狗神の姿になった牙の背に乗って浮浪町の屋敷に戻った黎は、びりびりになった着物を着換えた後、早速御所に向かった。


正直言って澪をこちらに呼び寄せてどうするのかは全く決めていなかったが――自分のものにするということだけは決めている。

また澪もそれを望んでいる節があったため、牙の言葉ではないが、自分の嫁にしてもいいかもしれないとうっすらではあるが思い始めていた。


「戻ったぞ」


思いきり勢いよく神社の戸を開けた黎は、祭壇に向かって祈りを捧げていた神羅が身体を起こして肩越しに振り返った少し冷徹な表情に何故か胸がときめいて、にやにやしながら近寄ってなれなれしく肩を抱いて隣に座った。


「俺が居なくなって寂しかったか?」


「全く。全然。…お主は役目を果たして来れたのですか?」


「いや、それが邪魔が入ってこのざまだ」


胸元を少しはだけさせて傷口を見せると、神羅は眉を潜めてその傷口に指でつっと触れた。

また少しどきっとしてしまった黎は、その指を払って居住まいを正すと、不服そうに少し唇を尖らせた。

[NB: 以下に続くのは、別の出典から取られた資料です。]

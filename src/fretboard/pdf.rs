//! A single page PDF document drawn with the builtin Helvetica font.

use std::fmt::Write;

use super::canvas::Canvas;
use super::data::Color;

/// Control point distance for approximating a quarter circle with a Bézier curve.
const KAPPA: f64 = 0.552_284_75;

/// Average Helvetica glyph width as a fraction of the font size.
const GLYPH_WIDTH: f64 = 0.55;

pub struct PdfCanvas {
    width: f64,
    height: f64,
    content: String,
}

/// Standard fonts only cover Latin-1, so accidentals are written out in ascii.
fn pdf_text(text: &str) -> String {
    let mut result = String::new();

    for c in text.chars() {
        match c {
            '♯' => result.push('#'),
            '♭' => result.push('b'),
            '𝄪' => result.push_str("##"),
            '𝄫' => result.push_str("bb"),
            '°' => result.push_str("dim"),
            '(' | ')' | '\\' => {
                result.push('\\');
                result.push(c);
            }
            c if c.is_ascii() => result.push(c),
            _ => result.push('?'),
        }
    }

    result
}

impl PdfCanvas {
    pub fn new((width, height): (f64, f64)) -> Self {
        PdfCanvas {
            width,
            height,
            content: String::new(),
        }
    }

    /// PDF's origin is the bottom left of the page.
    fn flip(&self, y: f64) -> f64 {
        self.height - y
    }

    pub fn build(self) -> Vec<u8> {
        let objects = [
            "<< /Type /Catalog /Pages 2 0 R >>".to_owned(),
            "<< /Type /Pages /Kids [3 0 R] /Count 1 >>".to_owned(),
            format!(
                "<< /Type /Page /Parent 2 0 R /MediaBox [0 0 {:.2} {:.2}] \
                 /Contents 4 0 R /Resources << /Font << /F1 5 0 R >> >> >>",
                self.width, self.height
            ),
            format!(
                "<< /Length {} >>\nstream\n{}endstream",
                self.content.len(),
                self.content
            ),
            "<< /Type /Font /Subtype /Type1 /BaseFont /Helvetica >>".to_owned(),
        ];

        let mut document = String::from("%PDF-1.4\n");
        let mut offsets = Vec::with_capacity(objects.len());

        for (index, object) in objects.iter().enumerate() {
            offsets.push(document.len());
            let _ = write!(document, "{} 0 obj\n{}\nendobj\n", index + 1, object);
        }

        let xref = document.len();
        let _ = write!(document, "xref\n0 {}\n0000000000 65535 f \n", objects.len() + 1);
        for offset in offsets {
            let _ = write!(document, "{:010} 00000 n \n", offset);
        }
        let _ = write!(
            document,
            "trailer\n<< /Size {} /Root 1 0 R >>\nstartxref\n{}\n%%EOF\n",
            objects.len() + 1,
            xref
        );

        document.into_bytes()
    }
}

impl Canvas for PdfCanvas {
    fn line(&mut self, from: (f64, f64), to: (f64, f64), color: Color) {
        let (r, g, b) = color.rgb();
        let (y1, y2) = (self.flip(from.1), self.flip(to.1));
        let _ = writeln!(
            self.content,
            "{:.2} {:.2} {:.2} RG {:.2} {:.2} m {:.2} {:.2} l S",
            r, g, b, from.0, y1, to.0, y2
        );
    }

    fn circle(&mut self, center: (f64, f64), radius: f64, stroke: Color) {
        let (r, g, b) = stroke.rgb();
        let (x, y) = (center.0, self.flip(center.1));
        let k = radius * KAPPA;

        let _ = writeln!(self.content, "1 1 1 rg {:.2} {:.2} {:.2} RG", r, g, b);
        let _ = writeln!(self.content, "{:.2} {:.2} m", x + radius, y);
        let quarters = [
            (x + radius, y + k, x + k, y + radius, x, y + radius),
            (x - k, y + radius, x - radius, y + k, x - radius, y),
            (x - radius, y - k, x - k, y - radius, x, y - radius),
            (x + k, y - radius, x + radius, y - k, x + radius, y),
        ];
        for (x1, y1, x2, y2, x3, y3) in quarters.iter() {
            let _ = writeln!(
                self.content,
                "{:.2} {:.2} {:.2} {:.2} {:.2} {:.2} c",
                x1, y1, x2, y2, x3, y3
            );
        }
        let _ = writeln!(self.content, "B");
    }

    fn text(&mut self, x: f64, y: f64, size: f64, text: &str, color: Color) {
        let (r, g, b) = color.rgb();
        let text = pdf_text(text);
        let glyphs = text.chars().filter(|&c| c != '\\').count();
        let width = glyphs as f64 * size * GLYPH_WIDTH;
        let _ = writeln!(
            self.content,
            "BT /F1 {:.2} Tf {:.2} {:.2} {:.2} rg {:.2} {:.2} Td ({}) Tj ET",
            size,
            r,
            g,
            b,
            x - width / 2.0,
            self.flip(y),
            text
        );
    }
}

#[cfg(test)]
mod tests {
    use super::*;

    #[test]
    fn text_is_ascii_and_escaped() {
        assert_eq!(pdf_text("F♯"), "F#");
        assert_eq!(pdf_text("B𝄫"), "Bbb");
        assert_eq!(pdf_text("(R)"), "\\(R\\)");
    }

    #[test]
    fn document_structure() {
        let mut canvas = PdfCanvas::new((100.0, 50.0));
        canvas.line((0.0, 0.0), (100.0, 0.0), Color::Black);
        canvas.circle((50.0, 25.0), 8.0, Color::Red);
        canvas.text(50.0, 29.0, 12.0, "R", Color::Red);

        let document = String::from_utf8(canvas.build()).unwrap();

        assert!(document.starts_with("%PDF-1.4\n"));
        assert!(document.ends_with("%%EOF\n"));
        assert!(document.contains("/MediaBox [0 0 100.00 50.00]"));
        assert!(document.contains("0.00 50.00 m 100.00 50.00 l S"));
        assert!(document.contains("(R) Tj"));

        let xref = document.find("xref\n").unwrap();
        assert!(document.contains(&format!("startxref\n{}\n", xref)));

        let catalog = document.find("1 0 obj").unwrap();
        assert!(document.contains(&format!("{:010} 00000 n \n", catalog)));
    }
}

「姿さえも確認できていないが、名は知っている。だからこの傷が治ったら今度こそ殺しに行く」


「かなり深手のようですが。治療はしたのですか?」


「一応はありあわせのものでしてある。俺は上級の妖だから治りが早い。こんなのすぐ…」


すっと立ち上がった神羅が葛籠からすり鉢と薬草の入った箱を取り出すと、黎の前に座り直してにっこり微笑んだ。

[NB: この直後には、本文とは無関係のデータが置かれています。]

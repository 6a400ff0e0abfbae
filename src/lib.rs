#[cfg(test)]
#[macro_use]
extern crate pretty_assertions;

#[macro_use]
extern crate lazy_static;

pub mod chords;
pub mod colors;
pub mod fretboard;
pub mod notes;
pub mod roman;
pub mod songs;
pub mod tracks;

mod trust;

use crate::chords::Chord;
use crate::fretboard::data::{Color, Marker, Orientation};
use crate::fretboard::Fretboard;
use crate::notes::data::{Key, Mode, NoteName, Pitch};
use crate::notes::error::NoteError;

pub use crate::tracks::data::MidiOptions;

/// Colors for scale degrees, root first.
pub const SCALE_NOTE_COLORS: [Color; 7] = [
    Color::Red,
    Color::Black,
    Color::Green,
    Color::Magenta,
    Color::Blue,
    Color::Black,
    Color::Magenta,
];

const DIATONIC_FUNCTIONS: [&str; 7] = ["R", "2", "3", "4", "5", "6", "7"];

/// Degrees of the diatonic scale kept in the pentatonic one.
const PENTATONIC_DEGREES: [usize; 5] = [0, 2, 3, 4, 6];

#[derive(Debug, Default)]
pub struct RenderOptions {
    pub orientation: Orientation,
    /// Label markers with note names instead of their function.
    pub note_names: bool,
}

/// One marked note: its function in the scale or chord, and its name.
#[derive(Debug, Clone, PartialEq, Eq)]
pub struct Label {
    pub function: String,
    pub name: NoteName,
}

/// A fretboard ready to be dumped, with the labels placed on it.
#[derive(Debug)]
pub struct Diagram {
    pub name: String,
    pub labels: Vec<Label>,
    pub fretboard: Fretboard,
}

fn diagram(
    name: String,
    labels: Vec<Label>,
    pitches: &[Pitch],
    colors: &[Color],
    options: &RenderOptions,
) -> Diagram {
    let markers = labels
        .iter()
        .zip(pitches)
        .zip(colors)
        .map(|((label, &pitch), &color)| Marker {
            pitch,
            color,
            text: if options.note_names {
                label.name.to_string()
            } else {
                label.function.clone()
            },
        })
        .collect::<Vec<_>>();

    let mut fretboard = Fretboard::new();
    fretboard.place(&markers);

    Diagram {
        name,
        labels,
        fretboard,
    }
}

/// The diatonic or pentatonic scale of `key` on the fretboard.
pub fn scale_diagram(key: &str, pentatonic: bool, options: &RenderOptions) -> Result<Diagram, NoteError> {
    let key: Key = key.parse()?;
    let spelling = notes::spelling(&key)?;
    let root = Pitch::from(key.root.pitch_class());

    let degrees = if pentatonic {
        PENTATONIC_DEGREES.to_vec()
    } else {
        (0..7).collect()
    };

    let labels = degrees
        .iter()
        .map(|&degree| Label {
            function: DIATONIC_FUNCTIONS[degree].to_owned(),
            name: spelling.scale[degree],
        })
        .collect();
    let pitches = degrees
        .iter()
        .map(|&degree| root + key.mode.intervals()[degree])
        .collect::<Vec<_>>();
    let colors = degrees
        .iter()
        .map(|&degree| SCALE_NOTE_COLORS[degree])
        .collect::<Vec<_>>();

    let name = format!(
        "{}-{}-{}",
        if pentatonic { "pentatonic" } else { "diatonic" },
        key.root.to_string().to_lowercase(),
        match key.mode {
            Mode::Major => "major",
            Mode::Minor => "minor",
        }
    );

    Ok(diagram(name, labels, &pitches, &colors, options))
}

/// The tones of a chord on the fretboard, labelled by interval.
pub fn chord_diagram(chord: &str, options: &RenderOptions) -> Result<Diagram, chords::error::ChordError> {
    let parsed: Chord = chord.parse()?;

    let labels = parsed
        .interval_names()?
        .into_iter()
        .zip(parsed.note_names()?)
        .map(|(function, name)| Label { function, name })
        .collect();
    let pitches = parsed.pitches();
    let colors = SCALE_NOTE_COLORS
        .iter()
        .cycle()
        .take(pitches.len())
        .copied()
        .collect::<Vec<_>>();

    // A slash in the name would make it a path.
    let name = format!("chord-{}", chord.replace('/', "-over-"));

    Ok(diagram(name, labels, &pitches, &colors, options))
}

#[cfg(test)]
mod tests {
    use super::*;

    fn functions(diagram: &Diagram) -> Vec<String> {
        diagram
            .labels
            .iter()
            .map(|label| format!("{} = {}", label.function, label.name))
            .collect()
    }

    #[test]
    fn diatonic_scale() {
        let diagram = scale_diagram("Eb", false, &RenderOptions::default()).unwrap();

        assert_eq!(diagram.name, "diatonic-eb-major");
        assert_eq!(
            functions(&diagram),
            vec!["R = Eb", "2 = F", "3 = G", "4 = Ab", "5 = Bb", "6 = C", "7 = D"]
        );
    }

    #[test]
    fn pentatonic_minor_scale() {
        let diagram = scale_diagram("f#", true, &RenderOptions::default()).unwrap();

        assert_eq!(diagram.name, "pentatonic-f#-minor");
        assert_eq!(
            functions(&diagram),
            vec!["R = F#", "3 = A", "4 = B", "5 = C#", "7 = E"]
        );

        // Open low E is the seventh.
        let open = diagram
            .fretboard
            .get(fretboard::data::Position { fret: 0, string: 0 })
            .unwrap();
        assert_eq!(open.text, "7");
        assert_eq!(open.color, Color::Magenta);
    }

    #[test]
    fn note_name_labels() {
        let options = RenderOptions {
            note_names: true,
            ..RenderOptions::default()
        };
        let diagram = scale_diagram("C", false, &options).unwrap();
        let open = diagram
            .fretboard
            .get(fretboard::data::Position { fret: 0, string: 0 })
            .unwrap();

        assert_eq!(open.text, "E");
    }

    #[test]
    fn chord() {
        let diagram = chord_diagram("C/B", &RenderOptions::default()).unwrap();

        assert_eq!(diagram.name, "chord-C-over-B");
        assert_eq!(
            functions(&diagram),
            vec!["7 = B", "1 = C", "3 = E", "5 = G"]
        );

        let open_b = diagram
            .fretboard
            .get(fretboard::data::Position { fret: 0, string: 4 })
            .unwrap();
        assert_eq!(open_b.text, "7");
        assert_eq!(open_b.color, SCALE_NOTE_COLORS[0]);
    }

    #[test]
    fn errors() {
        assert_eq!(
            scale_diagram("H", false, &RenderOptions::default()).unwrap_err(),
            NoteError::InvalidKeyName("H".to_owned())
        );
        assert!(chord_diagram("Cblah", &RenderOptions::default()).is_err());
    }
}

「ちゃんとした手当てをしてあげますよ。私の命の期限が伸びたのですからこの位は無償でして差し上げます」


「心配してくれているのか?」


頬を寄せた黎に、神羅、ぴしゃり。


「いえ全く。全然。早く包帯を解きなさい。痛みに大声を上げないで下さいね、いい大人なんですから」


つれなくされて、そういう経験があまりない黎はうきうきしながら腕を抜いて上半身を晒した。


「俺に悪戯をしてもいいぞ」


「数日会わぬ間に頭がおかしくなりましたか?早く脱ぎなさい」


命令されて、いつもなら命令するなと食ってかかるところだったが、肩を竦めて大人しく治療を受けながら、こういう女もやっぱりいいなと浮ついていた。